In step 2101, the all-pixel minimum threshold value extraction unit 2001 initializes the all-pixel minimum threshold value (MinTH _all ), which is a variable that holds the minimum threshold value for all the pixels in the predetermined area. Similarly, the white pixel minimum threshold value extraction unit 103 initializes a white pixel minimum threshold value (MinTH _off ) that is a variable that holds the minimum threshold value of the white pixel position. Further, the boundary pixel minimum threshold value extraction unit 1703 initializes a boundary pixel minimum threshold value (MinTH _adj ), which is a variable that holds the minimum threshold value of the boundary pixel position. Specifically, the maximum threshold value in screen processing (or the maximum value of the range of input pixel values) is set as the MinTH _all , MinTH _off, and MinTH _adj values. These variables are held in the RAM.

  In step 2102, the all-pixel minimum threshold value extraction unit 2001 acquires a threshold value corresponding to the target pixel in the predetermined area. Further, the white pixel minimum threshold value extraction unit 103 acquires white pixel information about the target pixel in the predetermined area and a threshold value corresponding to the target pixel. Further, the boundary pixel minimum threshold value extraction unit 1703 acquires boundary pixel information regarding the target pixel in the predetermined region and a threshold value corresponding to the target pixel.

In step 2103, the all-pixel minimum threshold value extraction unit 2001 compares the current all-pixel minimum threshold value (MinTH _all ) with the threshold value of the target pixel acquired in step 2102. As a result of the comparison, if the value of MinTH _all is larger than the threshold value of the target pixel, the process proceeds to step 2104. On the other hand, if the value of MinTH _all is not larger than the threshold value of the target pixel, the process proceeds to step 2105.

In step 2104, the all-pixel minimum threshold value extraction unit 2001 updates the value of MinTH _all to the threshold value acquired in step 2102.

  In step 2105, the white pixel minimum threshold value extraction unit 103 determines whether the target pixel is a white pixel based on the white pixel information acquired in step 2102. If it is determined that the pixel is a white pixel, the process proceeds to step 2106. On the other hand, if it is not a white pixel (if it is a non-white pixel), the process proceeds to step 2108.

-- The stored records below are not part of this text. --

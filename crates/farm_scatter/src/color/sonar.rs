//! Static sonar image used to color tank particles.
//!
//! The grid covers the square `[-max_rho, max_rho]` on the horizontal plane: columns run
//! along X, rows along Z. A particle takes the color of the cell nearest to its projected
//! position.
use crate::color::Rgb;
use crate::coords::Polar;
use crate::error::{Error, Result};

/// A 2D grid of RGB samples stored row-major and indexed `[row][col]`.
#[derive(Clone, Debug, PartialEq)]
pub struct SonarGrid {
    width: usize,
    height: usize,
    samples: Vec<Rgb>,
}

impl SonarGrid {
    /// Creates a grid from row-major samples. Fails if `samples.len() != width * height`.
    pub fn new(width: usize, height: usize, samples: Vec<Rgb>) -> Result<Self> {
        if samples.len() != width * height {
            return Err(Error::InvalidInput(format!(
                "sonar grid expects {} samples for {width}x{height}, got {}",
                width * height,
                samples.len()
            )));
        }
        Ok(Self {
            width,
            height,
            samples,
        })
    }

    /// Builds a grid from nested rows of channel vectors such as decoded RGBA image rows.
    ///
    /// Every pixel needs at least three channels; extra channels (alpha) are dropped.
    /// Rows must all have the same length.
    pub fn from_rows<R, P>(rows: R) -> Result<Self>
    where
        R: IntoIterator<Item = Vec<P>>,
        P: AsRef<[f32]>,
    {
        let mut samples = Vec::new();
        let mut width = None;
        let mut height = 0;
        for (row_idx, row) in rows.into_iter().enumerate() {
            match width {
                None => width = Some(row.len()),
                Some(w) if w != row.len() => {
                    return Err(Error::InvalidInput(format!(
                        "sonar row {row_idx} has {} pixels, expected {w}",
                        row.len()
                    )));
                }
                Some(_) => {}
            }
            for (col, pixel) in row.iter().enumerate() {
                let ch = pixel.as_ref();
                if ch.len() < 3 {
                    return Err(Error::InvalidInput(format!(
                        "sonar pixel ({row_idx}, {col}) has {} channels",
                        ch.len()
                    )));
                }
                samples.push([ch[0], ch[1], ch[2]]);
            }
            height += 1;
        }
        Self::new(width.unwrap_or(0), height, samples)
    }

    /// Parses a `{"samples": [[[r, g, b, a], ...], ...]}` document of image rows.
    #[cfg(feature = "json")]
    pub fn from_json_str(s: &str) -> Result<Self> {
        let doc: SonarDocument = serde_json::from_str(s)?;
        Self::from_rows(doc.samples)
    }

    /// Reads a sonar JSON document from any reader.
    #[cfg(feature = "json")]
    pub fn from_json_reader<R: std::io::Read>(reader: R) -> Result<Self> {
        let doc: SonarDocument = serde_json::from_reader(reader)?;
        Self::from_rows(doc.samples)
    }

    pub fn width(&self) -> usize {
        self.width
    }

    pub fn height(&self) -> usize {
        self.height
    }

    pub fn get(&self, row: usize, col: usize) -> Option<Rgb> {
        if row < self.height && col < self.width {
            Some(self.samples[row * self.width + col])
        } else {
            None
        }
    }

    /// Samples the cell nearest to a tank position.
    ///
    /// The Cartesian X/Z of `position` are normalized with `(c + max_rho) / (2 max_rho)`,
    /// scaled by the grid size and rounded. Positions whose rounded index falls outside the
    /// grid, including the far rim at exactly `max_rho`, fail with [`Error::OutOfBounds`].
    pub fn sample(&self, position: Polar, max_rho: f32) -> Result<Rgb> {
        if max_rho.is_nan() || max_rho <= 0.0 {
            return Err(Error::InvalidInput(format!(
                "max_rho must be > 0, got {max_rho}"
            )));
        }
        let cart = position.to_cartesian();
        if !cart.x.is_finite() || !cart.z.is_finite() {
            return Err(Error::InvalidInput("sonar position is not finite".into()));
        }
        let span = 2.0 * max_rho;
        let col = (((cart.x + max_rho) / span) * self.width as f32).round() as i64;
        let row = (((cart.z + max_rho) / span) * self.height as f32).round() as i64;

        let in_range = |i: i64, n: usize| i >= 0 && (i as u64) < n as u64;
        if !in_range(row, self.height) || !in_range(col, self.width) {
            return Err(Error::OutOfBounds {
                row,
                col,
                rows: self.height,
                cols: self.width,
            });
        }
        Ok(self.samples[row as usize * self.width + col as usize])
    }
}

#[cfg(feature = "json")]
#[derive(serde::Deserialize)]
struct SonarDocument {
    samples: Vec<Vec<Vec<f32>>>,
}

#[cfg(test)]
mod tests {
    use super::*;

    /// 4x4 grid where each cell stores `[row, col, 0]`.
    fn indexed_grid() -> SonarGrid {
        let mut samples = Vec::new();
        for row in 0..4 {
            for col in 0..4 {
                samples.push([row as f32, col as f32, 0.0]);
            }
        }
        SonarGrid::new(4, 4, samples).unwrap()
    }

    #[test]
    fn new_rejects_sample_count_mismatch() {
        assert!(SonarGrid::new(2, 2, vec![[0.0; 3]; 3]).is_err());
    }

    #[test]
    fn from_rows_drops_alpha_and_rejects_ragged_rows() {
        let grid = SonarGrid::from_rows(vec![
            vec![vec![0.1f32, 0.2, 0.3, 1.0], vec![0.4, 0.5, 0.6, 1.0]],
            vec![vec![0.7f32, 0.8, 0.9, 1.0], vec![0.0, 0.0, 0.0, 1.0]],
        ])
        .unwrap();
        assert_eq!((grid.width(), grid.height()), (2, 2));
        assert_eq!(grid.get(1, 0), Some([0.7, 0.8, 0.9]));

        let ragged = SonarGrid::from_rows(vec![vec![[0.0f32; 3]; 2], vec![[0.0f32; 3]; 1]]);
        assert!(ragged.is_err());
    }

    #[test]
    fn from_rows_rejects_short_pixels() {
        let res = SonarGrid::from_rows(vec![vec![vec![0.1f32, 0.2]]]);
        assert!(matches!(res, Err(Error::InvalidInput(_))));
    }

    #[test]
    fn sample_maps_center_to_middle_cell() {
        let grid = indexed_grid();
        let c = grid.sample(Polar::new(0.0, 0.0, -0.3), 1.0).unwrap();
        assert_eq!(c, [2.0, 2.0, 0.0]);
    }

    #[test]
    fn sample_maps_negative_x_to_first_column() {
        let grid = indexed_grid();
        // x = -0.9 normalizes to 0.05 -> col 0; z = 0 -> row 2
        let c = grid
            .sample(Polar::new(std::f32::consts::PI, 0.9, 0.0), 1.0)
            .unwrap();
        assert_eq!(c, [2.0, 0.0, 0.0]);
    }

    #[test]
    fn sample_at_rim_is_out_of_bounds() {
        let grid = indexed_grid();
        let err = grid.sample(Polar::new(0.0, 1.0, 0.0), 1.0).unwrap_err();
        assert!(matches!(err, Error::OutOfBounds { col: 4, .. }));
    }

    #[test]
    fn sample_rejects_non_positive_max_rho() {
        let grid = indexed_grid();
        assert!(grid.sample(Polar::default(), 0.0).is_err());
    }

    #[cfg(feature = "json")]
    #[test]
    fn from_json_reads_sample_document() {
        let grid = SonarGrid::from_json_str(
            r#"{"samples": [[[0.0, 0.5, 1.0, 1.0], [1.0, 1.0, 1.0, 1.0]]]}"#,
        )
        .unwrap();
        assert_eq!((grid.width(), grid.height()), (2, 1));
        assert_eq!(grid.get(0, 0), Some([0.0, 0.5, 1.0]));
    }
}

In step 2106, the white pixel minimum threshold value extraction unit 103 compares the current white pixel minimum threshold value (MinTH _off ) with the threshold value of the target pixel acquired in step 2102. As a result of the comparison, if the value of MinTH _off is larger than the threshold value of the target pixel, the process proceeds to step 2107. On the other hand, if the value of MinTH _off is not larger than the threshold value of the processing target pixel, the process proceeds to step 2111.

In step 2107, the white pixel minimum threshold value extraction unit 103 updates the value of MinTH _off to the threshold value acquired in step 2102.

  In step 2108, the boundary pixel minimum threshold value extraction unit 1703 determines whether the target pixel is a boundary pixel based on the boundary pixel information acquired in step 1902. If it is determined that the pixel is a boundary pixel, the process proceeds to step 2109. On the other hand, if it is not a boundary pixel (if it is a non-white pixel that is not adjacent to a white pixel), the process proceeds to step 2111.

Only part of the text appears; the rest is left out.